Hi! Which annotation interface are you using? Are you using the
relations UI? If so, that can currently become slower with larger documents (the specifics also depend on your browser and machine). I definitely want to work on improving the performance here – the tricky part is that the interface is quite complex so we might need a better way to represent the tokens and spans (which technically all have to be able to be connected to any other token or span).
If you're using any other text-based interface like
ner_manual, there shouldn't be any performance differences, even if you're using huge texts, since they render plain text and rely on the browser's native highlighting. If you do end up having problems here, that'd definitely be interesting to investigate, because it might indicate that something else is going on here!
Interesting, glad I raised this then, I'm using
ner_manul experience a significant performance difference.
Here's an example of long text where labeling is delayed in the UI (note: I just slapped brackets and text around the text, might not be completely valid)
example-of-long-arse-text.jsonl (40.9 KB)

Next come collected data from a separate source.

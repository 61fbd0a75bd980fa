use super::{CacheBackend, CacheError};
use async_trait::async_trait;
use log::error;
use redis::{aio::ConnectionManager, AsyncCommands, Client};
use serde::{de::DeserializeOwned, Serialize};

#[derive(Clone)]
pub struct RedisCache {
    _client: Client,
    conn_manager: ConnectionManager,
    ttl_secs: u64,
}

impl RedisCache {
    /// Initialize a new Redis cache instance
    pub async fn new(redis_url: &str, ttl_secs: u64) -> Result<Self, String> {
        let client = match Client::open(redis_url) {
            Ok(client) => client,
            Err(err) => {
                return Err(format!("Failed to connect to Redis: {}", err));
            }
        };

        let conn_manager = match ConnectionManager::new(client.clone()).await {
            Ok(manager) => manager,
            Err(err) => {
                return Err(format!(
                    "Failed to create Redis connection manager: {}",
                    err
                ));
            }
        };

        // Test the connection to ensure it's working
        let mut conn = conn_manager.clone();
        if let Err(err) = redis::cmd("PING").query_async::<String>(&mut conn).await {
            return Err(format!("Failed to ping Redis: {}", err));
        }

        Ok(Self {
            conn_manager,
            ttl_secs,
            _client: client,
        })
    }

    async fn write<T: Serialize + Send + Sync>(
        &self,
        key: &str,
        value: &T,
        ttl_secs: u64,
    ) -> Result<(), CacheError> {
        let serialized = serde_json::to_string(value)?;
        let mut conn = self.conn_manager.clone();

        match conn.set_ex::<_, _, ()>(key, serialized, ttl_secs).await {
            Ok(_) => Ok(()),
            Err(err) => {
                error!("Redis error while setting key {}: {}", key, err);
                Err(CacheError::Redis(err.to_string()))
            }
        }
    }
}

#[async_trait]
impl CacheBackend for RedisCache {
    async fn set<T: Serialize + Send + Sync>(
        &self,
        key: &str,
        value: &T,
    ) -> Result<(), CacheError> {
        self.write(key, value, self.ttl_secs).await
    }

    async fn set_ex<T: Serialize + Send + Sync>(
        &self,
        key: &str,
        value: &T,
        ttl_secs: u64,
    ) -> Result<(), CacheError> {
        self.write(key, value, ttl_secs).await
    }

    async fn get<T: DeserializeOwned + Send + Sync>(
        &self,
        key: &str,
    ) -> Result<Option<T>, CacheError> {
        let mut conn = self.conn_manager.clone();

        let result: Option<String> = match conn.get(key).await {
            Ok(value) => value,
            Err(err) => {
                if err.kind() == redis::ErrorKind::TypeError {
                    // Key doesn't exist
                    return Ok(None);
                }
                error!("Redis error while getting key {}: {}", key, err);
                return Err(CacheError::Redis(err.to_string()));
            }
        };

        if let Some(value) = result {
            serde_json::from_str(&value)
                .map_err(|e| CacheError::Deserialization(e.to_string()))
                .map(Some)
        } else {
            Ok(None)
        }
    }

    async fn incr(&self, key: &str, ttl_secs: u64) -> Result<u64, CacheError> {
        let mut conn = self.conn_manager.clone();

        let count: u64 = match conn.incr(key, 1).await {
            Ok(count) => count,
            Err(err) => {
                error!("Redis error while incrementing key {}: {}", key, err);
                return Err(CacheError::Redis(err.to_string()));
            }
        };

        // INCR created the key without a TTL; attach the window on first use.
        if count == 1 {
            if let Err(err) = conn.expire::<_, ()>(key, ttl_secs as i64).await {
                error!("Redis error while expiring key {}: {}", key, err);
                return Err(CacheError::Redis(err.to_string()));
            }
        }

        Ok(count)
    }

    async fn health_check(&self) -> Result<(), String> {
        let mut conn = self.conn_manager.clone();
        match redis::cmd("PING").query_async::<String>(&mut conn).await {
            Ok(_) => Ok(()),
            Err(err) => Err(format!("Redis health check failed: {}", err)),
        }
    }

    async fn delete(&self, key: &str) -> Result<(), CacheError> {
        let mut conn = self.conn_manager.clone();

        match conn.del::<_, ()>(key).await {
            Ok(_) => Ok(()),
            Err(err) => {
                error!("Redis error while deleting key {}: {}", key, err);
                Err(CacheError::Redis(err.to_string()))
            }
        }
    }
}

I am following up on this discussion thread because I encountered the same issue. I am also using the
ner.manual recipe. For long documents, the loading time of the document is extremely slow, and even the annotation of a single entity can take up to a few seconds. After cutting documents in blocks of 50k characters, the annotation is still infeasible (several seconds as well), so now I am cutting them in blocks of 5k characters, and in this way there are no issues.
Thanks a lot.
Thanks for the details, this is very helpful! I was able to reproduce the problem ith a large enough example. The good news is, the bottleneck is the browser – but the bad news is, the bottleneck is the browser Essentially, it comes down to how the tokens are being represented as individual containers in the DOM. Anyway, I think I have some ideas for a possible workaround that I want to test. I'll keep you updated!
awesome, thank you for the update. Eagerly awaiting a browser side fix.